** EXTRACTED RECORDS follows **

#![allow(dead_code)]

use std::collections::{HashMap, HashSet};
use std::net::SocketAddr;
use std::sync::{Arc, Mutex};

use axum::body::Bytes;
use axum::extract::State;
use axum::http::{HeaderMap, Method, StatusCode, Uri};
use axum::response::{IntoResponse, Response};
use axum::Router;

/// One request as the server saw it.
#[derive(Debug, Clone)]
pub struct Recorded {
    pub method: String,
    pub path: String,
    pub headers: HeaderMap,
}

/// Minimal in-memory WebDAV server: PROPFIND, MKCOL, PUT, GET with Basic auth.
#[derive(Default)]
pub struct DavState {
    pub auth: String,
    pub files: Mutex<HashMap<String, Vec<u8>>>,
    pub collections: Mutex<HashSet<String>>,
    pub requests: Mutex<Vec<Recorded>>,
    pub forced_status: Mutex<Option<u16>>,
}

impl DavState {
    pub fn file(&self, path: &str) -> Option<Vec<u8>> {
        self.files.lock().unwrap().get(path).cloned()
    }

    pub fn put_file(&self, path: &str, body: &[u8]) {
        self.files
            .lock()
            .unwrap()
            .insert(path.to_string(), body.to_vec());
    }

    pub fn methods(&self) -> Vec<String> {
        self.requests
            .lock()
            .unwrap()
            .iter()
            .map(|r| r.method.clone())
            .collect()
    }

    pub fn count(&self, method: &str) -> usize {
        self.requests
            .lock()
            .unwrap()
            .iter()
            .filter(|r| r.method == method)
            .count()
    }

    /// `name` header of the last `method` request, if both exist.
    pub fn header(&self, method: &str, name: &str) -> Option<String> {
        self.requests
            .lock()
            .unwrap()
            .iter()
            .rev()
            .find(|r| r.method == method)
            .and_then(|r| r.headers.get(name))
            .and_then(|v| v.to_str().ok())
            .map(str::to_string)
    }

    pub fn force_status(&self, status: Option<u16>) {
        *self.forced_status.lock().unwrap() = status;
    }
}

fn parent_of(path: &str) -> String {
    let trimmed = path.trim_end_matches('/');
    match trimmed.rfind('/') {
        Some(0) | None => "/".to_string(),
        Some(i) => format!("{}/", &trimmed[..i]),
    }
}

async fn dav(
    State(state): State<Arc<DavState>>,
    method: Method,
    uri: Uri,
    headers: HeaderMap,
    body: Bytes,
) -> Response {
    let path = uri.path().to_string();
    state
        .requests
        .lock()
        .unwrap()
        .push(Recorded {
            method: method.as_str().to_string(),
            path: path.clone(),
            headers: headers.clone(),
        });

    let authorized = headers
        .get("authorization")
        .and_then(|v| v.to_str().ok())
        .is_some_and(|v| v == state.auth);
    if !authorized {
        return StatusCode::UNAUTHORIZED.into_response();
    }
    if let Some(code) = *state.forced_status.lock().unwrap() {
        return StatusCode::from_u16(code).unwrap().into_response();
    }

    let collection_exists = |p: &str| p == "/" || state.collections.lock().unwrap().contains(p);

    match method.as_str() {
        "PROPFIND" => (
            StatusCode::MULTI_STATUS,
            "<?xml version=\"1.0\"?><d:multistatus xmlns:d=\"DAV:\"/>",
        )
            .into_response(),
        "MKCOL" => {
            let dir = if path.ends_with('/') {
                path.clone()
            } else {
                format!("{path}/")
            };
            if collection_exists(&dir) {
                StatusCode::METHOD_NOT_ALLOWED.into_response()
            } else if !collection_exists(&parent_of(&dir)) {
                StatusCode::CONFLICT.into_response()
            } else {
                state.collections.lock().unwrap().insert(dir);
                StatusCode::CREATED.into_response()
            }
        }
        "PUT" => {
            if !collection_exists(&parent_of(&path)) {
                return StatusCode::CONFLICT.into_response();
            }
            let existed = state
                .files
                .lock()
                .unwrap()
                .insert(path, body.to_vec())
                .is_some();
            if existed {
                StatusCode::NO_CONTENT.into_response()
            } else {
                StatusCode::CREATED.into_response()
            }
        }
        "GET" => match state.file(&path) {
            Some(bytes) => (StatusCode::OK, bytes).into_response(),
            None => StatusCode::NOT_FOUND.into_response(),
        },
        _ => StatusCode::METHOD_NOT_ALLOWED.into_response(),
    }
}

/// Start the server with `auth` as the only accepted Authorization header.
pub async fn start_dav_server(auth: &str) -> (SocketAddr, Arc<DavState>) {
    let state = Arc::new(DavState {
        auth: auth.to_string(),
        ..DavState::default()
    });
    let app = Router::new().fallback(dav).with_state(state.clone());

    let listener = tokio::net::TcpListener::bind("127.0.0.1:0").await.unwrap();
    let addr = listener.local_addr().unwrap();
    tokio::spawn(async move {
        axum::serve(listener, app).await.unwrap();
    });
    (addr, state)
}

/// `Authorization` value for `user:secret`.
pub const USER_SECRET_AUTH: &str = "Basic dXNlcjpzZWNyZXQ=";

** End of EXTRACTED RECORDS **
** EXTRACTED RECORDS follows **

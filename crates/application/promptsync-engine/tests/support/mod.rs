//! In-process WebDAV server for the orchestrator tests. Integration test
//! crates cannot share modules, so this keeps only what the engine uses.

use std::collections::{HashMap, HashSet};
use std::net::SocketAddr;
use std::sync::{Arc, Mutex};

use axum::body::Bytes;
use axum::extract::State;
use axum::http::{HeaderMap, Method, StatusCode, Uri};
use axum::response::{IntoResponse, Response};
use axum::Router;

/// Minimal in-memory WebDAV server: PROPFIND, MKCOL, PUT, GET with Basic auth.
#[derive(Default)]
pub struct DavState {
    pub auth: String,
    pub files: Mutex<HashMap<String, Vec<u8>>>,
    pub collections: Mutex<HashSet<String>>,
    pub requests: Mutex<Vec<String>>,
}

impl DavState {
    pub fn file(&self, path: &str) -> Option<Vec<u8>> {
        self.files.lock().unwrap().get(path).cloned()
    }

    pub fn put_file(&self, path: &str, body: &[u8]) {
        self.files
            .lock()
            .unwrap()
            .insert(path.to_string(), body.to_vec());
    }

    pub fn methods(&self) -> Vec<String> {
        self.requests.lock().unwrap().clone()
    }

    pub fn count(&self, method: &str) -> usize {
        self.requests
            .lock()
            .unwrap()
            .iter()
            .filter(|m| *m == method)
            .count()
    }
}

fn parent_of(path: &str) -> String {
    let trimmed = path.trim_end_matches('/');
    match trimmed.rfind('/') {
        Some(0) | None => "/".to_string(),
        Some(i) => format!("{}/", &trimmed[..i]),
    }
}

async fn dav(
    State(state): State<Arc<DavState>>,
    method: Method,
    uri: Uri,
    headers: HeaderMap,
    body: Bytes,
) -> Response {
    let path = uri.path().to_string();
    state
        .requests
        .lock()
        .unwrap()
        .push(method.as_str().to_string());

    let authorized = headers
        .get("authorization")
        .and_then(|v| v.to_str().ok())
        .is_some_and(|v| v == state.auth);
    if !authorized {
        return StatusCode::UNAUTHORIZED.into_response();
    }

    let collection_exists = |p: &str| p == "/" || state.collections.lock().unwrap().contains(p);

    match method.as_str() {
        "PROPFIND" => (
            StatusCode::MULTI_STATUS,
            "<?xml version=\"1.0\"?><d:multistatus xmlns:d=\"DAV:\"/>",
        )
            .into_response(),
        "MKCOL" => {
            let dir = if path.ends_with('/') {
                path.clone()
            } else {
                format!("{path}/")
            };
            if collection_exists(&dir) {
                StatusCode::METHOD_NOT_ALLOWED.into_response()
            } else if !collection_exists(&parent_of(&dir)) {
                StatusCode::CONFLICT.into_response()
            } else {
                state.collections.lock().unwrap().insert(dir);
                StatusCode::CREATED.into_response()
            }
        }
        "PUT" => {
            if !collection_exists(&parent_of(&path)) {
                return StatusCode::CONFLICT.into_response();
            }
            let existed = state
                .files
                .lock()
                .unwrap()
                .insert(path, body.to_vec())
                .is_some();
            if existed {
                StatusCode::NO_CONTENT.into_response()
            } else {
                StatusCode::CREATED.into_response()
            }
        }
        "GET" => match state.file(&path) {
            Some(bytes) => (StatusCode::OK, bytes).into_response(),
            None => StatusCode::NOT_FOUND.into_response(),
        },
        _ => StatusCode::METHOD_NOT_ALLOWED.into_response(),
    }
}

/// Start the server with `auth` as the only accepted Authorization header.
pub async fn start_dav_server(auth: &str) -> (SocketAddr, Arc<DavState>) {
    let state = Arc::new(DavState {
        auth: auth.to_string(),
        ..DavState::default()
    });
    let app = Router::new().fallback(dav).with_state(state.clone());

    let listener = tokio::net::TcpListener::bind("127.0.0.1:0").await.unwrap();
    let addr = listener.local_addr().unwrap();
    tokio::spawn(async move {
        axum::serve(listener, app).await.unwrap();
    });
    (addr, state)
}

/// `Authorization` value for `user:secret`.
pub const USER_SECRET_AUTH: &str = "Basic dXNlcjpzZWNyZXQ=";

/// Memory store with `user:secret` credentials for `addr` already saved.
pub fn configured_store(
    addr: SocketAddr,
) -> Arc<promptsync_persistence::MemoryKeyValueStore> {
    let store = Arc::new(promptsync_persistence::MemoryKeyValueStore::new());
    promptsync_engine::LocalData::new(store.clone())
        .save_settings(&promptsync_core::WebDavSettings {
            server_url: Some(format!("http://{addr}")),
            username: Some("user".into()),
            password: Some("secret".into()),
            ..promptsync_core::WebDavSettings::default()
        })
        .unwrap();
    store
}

** End of EXTRACTED RECORDS **
** EXTRACTED RECORDS follows **

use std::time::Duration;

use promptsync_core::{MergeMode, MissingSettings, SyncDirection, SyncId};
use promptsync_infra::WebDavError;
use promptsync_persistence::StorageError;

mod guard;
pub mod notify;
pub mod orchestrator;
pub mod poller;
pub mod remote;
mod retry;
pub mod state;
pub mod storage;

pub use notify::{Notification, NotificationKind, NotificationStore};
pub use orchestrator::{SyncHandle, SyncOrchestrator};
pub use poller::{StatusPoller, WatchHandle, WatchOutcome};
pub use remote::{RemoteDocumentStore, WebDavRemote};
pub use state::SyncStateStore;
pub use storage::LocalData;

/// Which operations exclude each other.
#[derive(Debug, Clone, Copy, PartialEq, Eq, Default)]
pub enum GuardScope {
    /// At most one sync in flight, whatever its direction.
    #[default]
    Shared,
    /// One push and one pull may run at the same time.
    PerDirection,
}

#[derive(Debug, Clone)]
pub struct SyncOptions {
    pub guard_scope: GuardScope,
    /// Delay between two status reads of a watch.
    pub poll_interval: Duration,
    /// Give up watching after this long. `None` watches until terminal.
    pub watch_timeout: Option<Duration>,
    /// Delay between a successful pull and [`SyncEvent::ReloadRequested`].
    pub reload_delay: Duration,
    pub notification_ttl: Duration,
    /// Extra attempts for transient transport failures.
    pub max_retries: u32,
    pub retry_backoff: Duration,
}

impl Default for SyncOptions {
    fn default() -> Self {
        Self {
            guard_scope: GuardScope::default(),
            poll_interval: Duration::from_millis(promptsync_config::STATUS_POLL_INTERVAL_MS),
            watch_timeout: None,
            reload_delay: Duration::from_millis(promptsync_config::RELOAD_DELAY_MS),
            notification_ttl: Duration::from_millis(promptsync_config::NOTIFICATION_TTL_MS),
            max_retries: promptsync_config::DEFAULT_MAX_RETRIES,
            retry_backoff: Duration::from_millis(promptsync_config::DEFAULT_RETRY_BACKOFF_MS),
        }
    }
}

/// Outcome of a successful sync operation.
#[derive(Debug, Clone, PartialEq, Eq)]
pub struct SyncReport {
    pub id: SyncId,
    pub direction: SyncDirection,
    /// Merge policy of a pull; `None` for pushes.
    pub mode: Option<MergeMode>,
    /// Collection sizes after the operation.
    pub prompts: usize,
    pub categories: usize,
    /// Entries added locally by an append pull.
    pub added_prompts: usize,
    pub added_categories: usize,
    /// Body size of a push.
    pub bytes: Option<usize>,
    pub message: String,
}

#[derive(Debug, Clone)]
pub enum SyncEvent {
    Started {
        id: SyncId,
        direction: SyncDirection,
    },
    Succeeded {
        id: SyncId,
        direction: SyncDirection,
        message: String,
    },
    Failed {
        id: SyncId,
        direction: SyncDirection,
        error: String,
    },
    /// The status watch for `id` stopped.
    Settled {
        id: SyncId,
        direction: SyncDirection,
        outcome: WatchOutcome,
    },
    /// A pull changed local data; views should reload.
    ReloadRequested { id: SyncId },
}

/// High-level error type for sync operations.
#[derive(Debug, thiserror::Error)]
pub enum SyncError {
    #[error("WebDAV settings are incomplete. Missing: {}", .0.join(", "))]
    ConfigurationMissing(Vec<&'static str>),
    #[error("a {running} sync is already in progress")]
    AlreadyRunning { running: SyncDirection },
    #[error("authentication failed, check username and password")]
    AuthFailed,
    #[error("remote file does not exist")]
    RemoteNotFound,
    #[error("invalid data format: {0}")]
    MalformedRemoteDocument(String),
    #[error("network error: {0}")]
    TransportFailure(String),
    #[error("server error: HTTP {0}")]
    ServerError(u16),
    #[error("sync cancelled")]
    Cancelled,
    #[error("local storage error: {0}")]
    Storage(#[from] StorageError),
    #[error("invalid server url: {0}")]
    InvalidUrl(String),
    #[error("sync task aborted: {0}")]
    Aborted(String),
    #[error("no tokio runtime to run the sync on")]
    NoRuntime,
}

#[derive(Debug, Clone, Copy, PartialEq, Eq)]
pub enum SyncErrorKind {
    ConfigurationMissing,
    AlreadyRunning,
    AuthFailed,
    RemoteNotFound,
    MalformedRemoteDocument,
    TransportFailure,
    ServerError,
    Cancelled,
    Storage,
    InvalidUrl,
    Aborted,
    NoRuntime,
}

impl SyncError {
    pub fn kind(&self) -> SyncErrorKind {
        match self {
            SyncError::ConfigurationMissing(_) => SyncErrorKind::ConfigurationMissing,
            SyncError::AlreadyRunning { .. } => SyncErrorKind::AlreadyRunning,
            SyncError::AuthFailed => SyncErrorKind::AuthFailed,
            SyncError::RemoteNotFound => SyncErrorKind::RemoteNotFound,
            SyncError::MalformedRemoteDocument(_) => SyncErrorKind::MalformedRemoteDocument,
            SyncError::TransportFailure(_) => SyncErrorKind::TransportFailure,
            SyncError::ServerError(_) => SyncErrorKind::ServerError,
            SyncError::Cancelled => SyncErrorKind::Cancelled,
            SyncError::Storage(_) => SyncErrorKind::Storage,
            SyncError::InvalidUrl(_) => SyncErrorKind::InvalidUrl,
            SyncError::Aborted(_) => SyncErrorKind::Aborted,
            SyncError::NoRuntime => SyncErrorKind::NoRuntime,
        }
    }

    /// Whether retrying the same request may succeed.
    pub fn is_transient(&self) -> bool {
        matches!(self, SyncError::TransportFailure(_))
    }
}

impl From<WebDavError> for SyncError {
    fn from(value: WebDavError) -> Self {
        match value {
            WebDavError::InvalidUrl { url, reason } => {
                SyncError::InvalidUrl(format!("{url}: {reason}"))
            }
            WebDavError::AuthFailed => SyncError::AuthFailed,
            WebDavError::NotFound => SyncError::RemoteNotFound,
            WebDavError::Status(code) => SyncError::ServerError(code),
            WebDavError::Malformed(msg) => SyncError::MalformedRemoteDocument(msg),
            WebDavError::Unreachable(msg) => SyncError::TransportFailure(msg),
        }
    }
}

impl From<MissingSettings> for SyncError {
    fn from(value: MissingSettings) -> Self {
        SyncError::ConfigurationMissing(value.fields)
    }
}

** End of EXTRACTED RECORDS **

### DIRECTIONS FOR THIS TASK
Search the data above for the word "username", then gather each line in which it appears.

### SOLUTION TO THIS EXERCISE
            username: Some("user".into()),
    #[error("authentication failed, check username and password")]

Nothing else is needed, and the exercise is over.